Allison’s reaction to her experience of insubordination was to double down—she became even more forceful. By her own account, she struck back “reflexively,” sometimes blurting out that a decision had been made or that a questioning colleague was simply wrong. She explained to me that her motivation was to display more power and more knowledge than her “opponent.”
For her colleagues, the consequences of Allison’s reactions were troublesome at best and gravely concerning at worst. Her boss and her peers knew that Allison was intent on staying in her job, but they were not so sure. One reason was that they were committed to multidisciplinary collaboration, and they felt Allison’s behavior was egotistical and her viewpoint was too “nursing-centric.” Further, their experience of Allison’s “decisive” leadership was that it created resistance and even animosity among her equally talented peers and direct reports.
So, how did Allison turn this around?
- She reflected on what was causing her to communicate that she was better and smarter than those around her. She understood that expressing her power by dominating was bound to be a turn off to the very people upon whom her success depended.
- She got clear on her long-term vision of success, and she identified the intersections between her vision with that of the organization and the rest of the leadership team. Based on their common goals, she articulated what she wanted to achieve and how she wanted to relate to her colleagues.
- She saw the limits of leading with solely her own knowledge. She realized that intelligence, experience, and decisiveness were not enough to nurture strong relationships with her teammates.
- She recognized the corrosive power of her bad habits. She saw that being forthright in nearly every situation was back-firing. If she couldn’t temper ill-serving behaviors such as speaking first and lacking curiosity about other people and their perspectives, she could wind up losing her job.

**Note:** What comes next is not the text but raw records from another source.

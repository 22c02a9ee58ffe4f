//! In-memory audio backend and decoder commands for unit tests.

use std::io::Read;
use std::sync::Arc;
use std::sync::atomic::{AtomicBool, AtomicUsize, Ordering};
use std::time::Duration;

use radiola_audio::{AudioBackend, DeviceError, OutputContext, OutputPlayer, PcmFormat};

use crate::decoder::DecoderCommand;

/// Counts what the fake device was asked to do.
#[derive(Debug, Default)]
pub(crate) struct DeviceLog {
    pub opens: AtomicUsize,
    pub releases: AtomicUsize,
    pub players: AtomicUsize,
    pub plays: AtomicUsize,
    pub pauses: AtomicUsize,
}

impl DeviceLog {
    pub fn opens(&self) -> usize {
        self.opens.load(Ordering::SeqCst)
    }

    pub fn releases(&self) -> usize {
        self.releases.load(Ordering::SeqCst)
    }

    pub fn players(&self) -> usize {
        self.players.load(Ordering::SeqCst)
    }

    pub fn pauses(&self) -> usize {
        self.pauses.load(Ordering::SeqCst)
    }
}

#[derive(Debug, Default)]
pub(crate) struct FakeBackend {
    pub log: Arc<DeviceLog>,
    pub fail_open: bool,
    /// When set, every player created after this flag flips fails.
    pub fail_players: Arc<AtomicBool>,
}

impl FakeBackend {
    pub fn new() -> Self {
        Self::default()
    }

    pub fn failing_open() -> Self {
        Self {
            fail_open: true,
            ..Self::default()
        }
    }
}

impl AudioBackend for FakeBackend {
    type Context = FakeContext;

    fn open(&self, _format: PcmFormat) -> Result<FakeContext, DeviceError> {
        if self.fail_open {
            return Err(DeviceError::NoOutputDevice);
        }
        self.log.opens.fetch_add(1, Ordering::SeqCst);
        Ok(FakeContext {
            log: self.log.clone(),
            fail_players: self.fail_players.clone(),
        })
    }
}

pub(crate) struct FakeContext {
    log: Arc<DeviceLog>,
    fail_players: Arc<AtomicBool>,
}

impl OutputContext for FakeContext {
    type Player = FakePlayer;

    fn new_player(&mut self, source: Box<dyn Read + Send>) -> Result<FakePlayer, DeviceError> {
        if self.fail_players.load(Ordering::SeqCst) {
            return Err(DeviceError::AudioThread("player refused by test".to_string()));
        }
        self.log.players.fetch_add(1, Ordering::SeqCst);
        Ok(FakePlayer {
            log: self.log.clone(),
            _source: source,
        })
    }

    fn suspend(self) {
        self.log.releases.fetch_add(1, Ordering::SeqCst);
    }
}

pub(crate) struct FakePlayer {
    log: Arc<DeviceLog>,
    _source: Box<dyn Read + Send>,
}

impl OutputPlayer for FakePlayer {
    fn play(&mut self) {
        self.log.plays.fetch_add(1, Ordering::SeqCst);
    }

    fn pause(&mut self) {
        self.log.pauses.fetch_add(1, Ordering::SeqCst);
    }
}

/// A decoder that produces no audio and runs until killed. The contract's
/// arguments end up as the script's positional parameters.
pub(crate) fn sleeping_decoder() -> DecoderCommand {
    DecoderCommand::new("sh", PcmFormat::default())
        .with_extra_args(vec!["-c".to_string(), "exec sleep 30".to_string()])
        .with_kill_timeout(Duration::from_secs(2))
}

/// A decoder that exits with status 3 right away.
pub(crate) fn failing_decoder() -> DecoderCommand {
    DecoderCommand::new("sh", PcmFormat::default())
        .with_extra_args(vec!["-c".to_string(), "exit 3".to_string()])
}

/// A decoder that forks a helper holding its stdout, like a wrapper script
/// around the real decoder would.
pub(crate) fn forking_decoder() -> DecoderCommand {
    DecoderCommand::new("sh", PcmFormat::default())
        .with_extra_args(vec!["-c".to_string(), "sleep 30; true".to_string()])
        .with_kill_timeout(Duration::from_secs(2))
}

pub(crate) fn missing_decoder() -> DecoderCommand {
    DecoderCommand::new("radiola-no-such-decoder", PcmFormat::default())
}

#[cfg(unix)]
pub(crate) fn process_alive(pid: u32) -> bool {
    use nix::sys::signal::kill;
    use nix::unistd::Pid;

    kill(Pid::from_raw(pid as i32), None).is_ok()
}

/// Whether any process of the group led by `pgid` can still be signalled.
#[cfg(unix)]
pub(crate) fn process_group_alive(pgid: u32) -> bool {
    use nix::sys::signal::killpg;
    use nix::unistd::Pid;

    killpg(Pid::from_raw(pgid as i32), None).is_ok()
}

/// Polls `condition` for up to five seconds. Killed forks are reaped by
/// init, so their disappearance is not immediate.
pub(crate) fn eventually(mut condition: impl FnMut() -> bool) -> bool {
    let deadline = std::time::Instant::now() + Duration::from_secs(5);
    while std::time::Instant::now() < deadline {
        if condition() {
            return true;
        }
        std::thread::sleep(Duration::from_millis(10));
    }
    condition()
}
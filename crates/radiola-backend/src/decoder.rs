//! External decoder detection, spawning and termination.

use std::path::{Path, PathBuf};
use std::process::{Child, ChildStdout, Command, ExitStatus, Stdio};
use std::thread;
use std::time::{Duration, Instant};

use radiola_audio::PcmFormat;
use radiola_bridge::config::DecoderConfig;

/// How often a killed decoder is polled for its exit status.
const REAP_POLL_INTERVAL: Duration = Duration::from_millis(5);

#[derive(Debug, thiserror::Error)]
pub enum DecoderError {
    #[error("{program} is required but not installed; install it and try again")]
    NotFound { program: String },
    #[error("failed to spawn {program}: {source}")]
    SpawnFailed {
        program: String,
        #[source]
        source: std::io::Error,
    },
    #[error("{program} started without a readable output stream")]
    MissingOutput { program: String },
}

/// How to invoke the decoder that turns a stream URL into raw PCM on stdout.
#[derive(Debug, Clone)]
pub struct DecoderCommand {
    program: String,
    path: Option<PathBuf>,
    extra_args: Vec<String>,
    format: PcmFormat,
    kill_timeout: Duration,
}

impl DecoderCommand {
    pub fn new(program: impl Into<String>, format: PcmFormat) -> Self {
        let defaults = DecoderConfig::default();
        Self {
            program: program.into(),
            path: None,
            extra_args: Vec::new(),
            format,
            kill_timeout: Duration::from_millis(defaults.kill_timeout_ms),
        }
    }

    pub fn from_config(config: &DecoderConfig, format: PcmFormat) -> Self {
        Self::new(config.program.clone(), format)
            .with_path(config.path.clone())
            .with_extra_args(config.extra_args.clone())
            .with_kill_timeout(Duration::from_millis(config.kill_timeout_ms))
    }

    /// Use this executable instead of searching `PATH`.
    pub fn with_path(mut self, path: Option<PathBuf>) -> Self {
        self.path = path;
        self
    }

    pub fn with_extra_args(mut self, extra_args: Vec<String>) -> Self {
        self.extra_args = extra_args;
        self
    }

    pub fn with_kill_timeout(mut self, kill_timeout: Duration) -> Self {
        self.kill_timeout = kill_timeout;
        self
    }

    pub fn program(&self) -> &str {
        &self.program
    }

    pub fn format(&self) -> PcmFormat {
        self.format
    }

    /// Finds the decoder executable, either at the configured path or in
    /// `PATH`.
    pub fn locate(&self) -> Result<PathBuf, DecoderError> {
        let found = match &self.path {
            Some(path) => path.is_file().then(|| path.clone()),
            None => which::which(&self.program).ok(),
        };
        found.ok_or_else(|| DecoderError::NotFound {
            program: self.program.clone(),
        })
    }

    /// Arguments passed to the decoder for `url`: any configured extras, then
    /// `-i <url> -f s16le -ar <rate> -ac <channels> -`.
    pub fn args(&self, url: &str) -> Vec<String> {
        let mut args = self.extra_args.clone();
        args.extend([
            "-i".to_string(),
            url.to_string(),
            "-f".to_string(),
            self.format.decoder_format_name().to_string(),
            "-ar".to_string(),
            self.format.sample_rate.to_string(),
            "-ac".to_string(),
            self.format.channels.to_string(),
            "-".to_string(),
        ]);
        args
    }

    /// Starts decoding `url` with the executable returned by [`Self::locate`].
    pub fn spawn(&self, executable: &Path, url: &str) -> Result<DecodeProcess, DecoderError> {
        let args = self.args(url);
        log::info!("Spawning decoder: {executable:?} {args:?}");

        let mut command = Command::new(executable);
        command
            .args(&args)
            .stdin(Stdio::null())
            .stdout(Stdio::piped())
            .stderr(Stdio::null());

        // own process group, so escalation can reach anything it forks and
        // terminal signals are left to us
        #[cfg(unix)]
        {
            use std::os::unix::process::CommandExt;
            command.process_group(0);
        }

        let mut child = command.spawn().map_err(|source| DecoderError::SpawnFailed {
            program: self.program.clone(),
            source,
        })?;

        let Some(output) = child.stdout.take() else {
            let _ = child.kill();
            let _ = child.wait();
            return Err(DecoderError::MissingOutput {
                program: self.program.clone(),
            });
        };

        log::info!("Decoder started (pid: {})", child.id());
        Ok(DecodeProcess {
            child: Some(child),
            output: Some(output),
            kill_timeout: self.kill_timeout,
        })
    }
}

/// How a decoder process ended when it was terminated.
#[derive(Debug)]
pub enum Termination {
    /// The process was reaped with this status.
    Exited(ExitStatus),
    /// The process outlived every kill attempt and was handed to a background
    /// reaper thread.
    Detached,
}

/// A running decoder. It is killed and reaped when terminated or dropped.
#[derive(Debug)]
pub struct DecodeProcess {
    child: Option<Child>,
    output: Option<ChildStdout>,
    kill_timeout: Duration,
}

impl DecodeProcess {
    pub fn id(&self) -> Option<u32> {
        self.child.as_ref().map(Child::id)
    }

    /// Takes the decoder's stdout. Only the first call returns it.
    pub fn take_output(&mut self) -> Option<ChildStdout> {
        self.output.take()
    }

    /// Returns the exit status if the decoder has already exited on its own.
    pub fn try_exit_status(&mut self) -> Option<ExitStatus> {
        let child = self.child.as_mut()?;
        match child.try_wait() {
            Ok(status) => status,
            Err(err) => {
                log::error!("Failed to poll decoder (pid: {}): {err}", child.id());
                None
            }
        }
    }

    /// Kills the decoder together with everything it forked and waits for it
    /// to exit.
    ///
    /// The kill is forceful and reaches the whole process group before the
    /// decoder is reaped. The wait is bounded by the kill timeout; after it
    /// the group is killed and waited for once more. A process that survives
    /// both is reaped on a background thread instead of blocking the caller.
    pub fn terminate(mut self) -> Termination {
        self.shutdown().unwrap_or(Termination::Detached)
    }

    fn shutdown(&mut self) -> Option<Termination> {
        let mut child = self.child.take()?;
        drop(self.output.take());

        let pid = child.id();
        if let Err(err) = child.kill() {
            // already exited, the wait below reaps it
            log::debug!("kill() on decoder (pid: {pid}) failed: {err}");
        }
        // the group id stays reserved while the unreaped child or any of its
        // forks is alive
        kill_process_group(&mut child);

        if let Some(status) = wait_with_timeout(&mut child, self.kill_timeout) {
            log::info!("Decoder (pid: {pid}) exited with: {status}");
            return Some(Termination::Exited(status));
        }

        log::warn!(
            "Decoder (pid: {pid}) still running {:?} after kill, killing its process group again",
            self.kill_timeout
        );
        kill_process_group(&mut child);
        if let Some(status) = wait_with_timeout(&mut child, self.kill_timeout) {
            log::info!("Decoder (pid: {pid}) exited with: {status}");
            return Some(Termination::Exited(status));
        }

        log::error!("Decoder (pid: {pid}) survived every kill, reaping it in the background");
        let reaper = thread::Builder::new()
            .name("radiola-reaper".to_string())
            .spawn(move || match child.wait() {
                Ok(status) => log::info!("Decoder (pid: {pid}) finally exited with: {status}"),
                Err(err) => log::error!("wait() on decoder (pid: {pid}) failed: {err}"),
            });
        if let Err(err) = reaper {
            log::error!("Failed to start reaper thread for decoder (pid: {pid}): {err}");
        }
        Some(Termination::Detached)
    }
}

impl Drop for DecodeProcess {
    fn drop(&mut self) {
        self.shutdown();
    }
}

fn wait_with_timeout(child: &mut Child, timeout: Duration) -> Option<ExitStatus> {
    let deadline = Instant::now() + timeout;
    loop {
        match child.try_wait() {
            Ok(Some(status)) => return Some(status),
            Ok(None) => {}
            Err(err) => {
                log::error!("Failed to poll decoder (pid: {}): {err}", child.id());
                return None;
            }
        }
        if Instant::now() >= deadline {
            return None;
        }
        thread::sleep(REAP_POLL_INTERVAL);
    }
}

#[cfg(unix)]
fn kill_process_group(child: &mut Child) {
    use nix::errno::Errno;
    use nix::sys::signal::{Signal, killpg};
    use nix::unistd::Pid;

    let group = Pid::from_raw(child.id() as i32);
    match killpg(group, Signal::SIGKILL) {
        Ok(()) => {}
        // every member has already exited
        Err(Errno::ESRCH) => log::debug!("Decoder group {group} is already empty"),
        Err(err) => log::error!("killpg() on decoder group {group} failed: {err}"),
    }
}

#[cfg(not(unix))]
fn kill_process_group(child: &mut Child) {
    if let Err(err) = child.kill() {
        log::error!("kill() on decoder (pid: {}) failed: {err}", child.id());
    }
}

- She considered how she sounded when disagreeing with a colleague or direct report. She thought about how often she was communicating—essentially— that she was right and the other person was wrong.
- She reminded herself that her direct reports never forget that her role is more powerful than theirs. She also took solace in knowing that her boss and her peers believe she is competent. She saw that there was no need to restate or overstate her power and competence with any of her coworkers.
- She practiced interrupting her reflexive habits: a) She focused on breathing before speaking or responding; b) She paid attention to being patient and waiting at least one day before she responded to irritating emails; and c) She tried being curious and asking others how she could best support them rather than making demands that others support her.
- Finally, Allison had to the courage to share her behavior-change strategy with her colleagues, inviting their feedback and support as she moved forward.
Now Allison is eager to demonstrate respect for her coworkers and work toward collaborative solutions rather than one-way pronouncements. It has not been easy, and Allison says she is still a work in progress. But she is starting to reap the benefits of her commitment to change. She knows that it will take time to foster productive and enjoyable relationships. Still, she has impressed us all with her ability to adapt to new ways of working together. She shows no sign of bitterness or resentment; in fact, she seems happier and truly eager to work from a position of power that honors others as well as herself.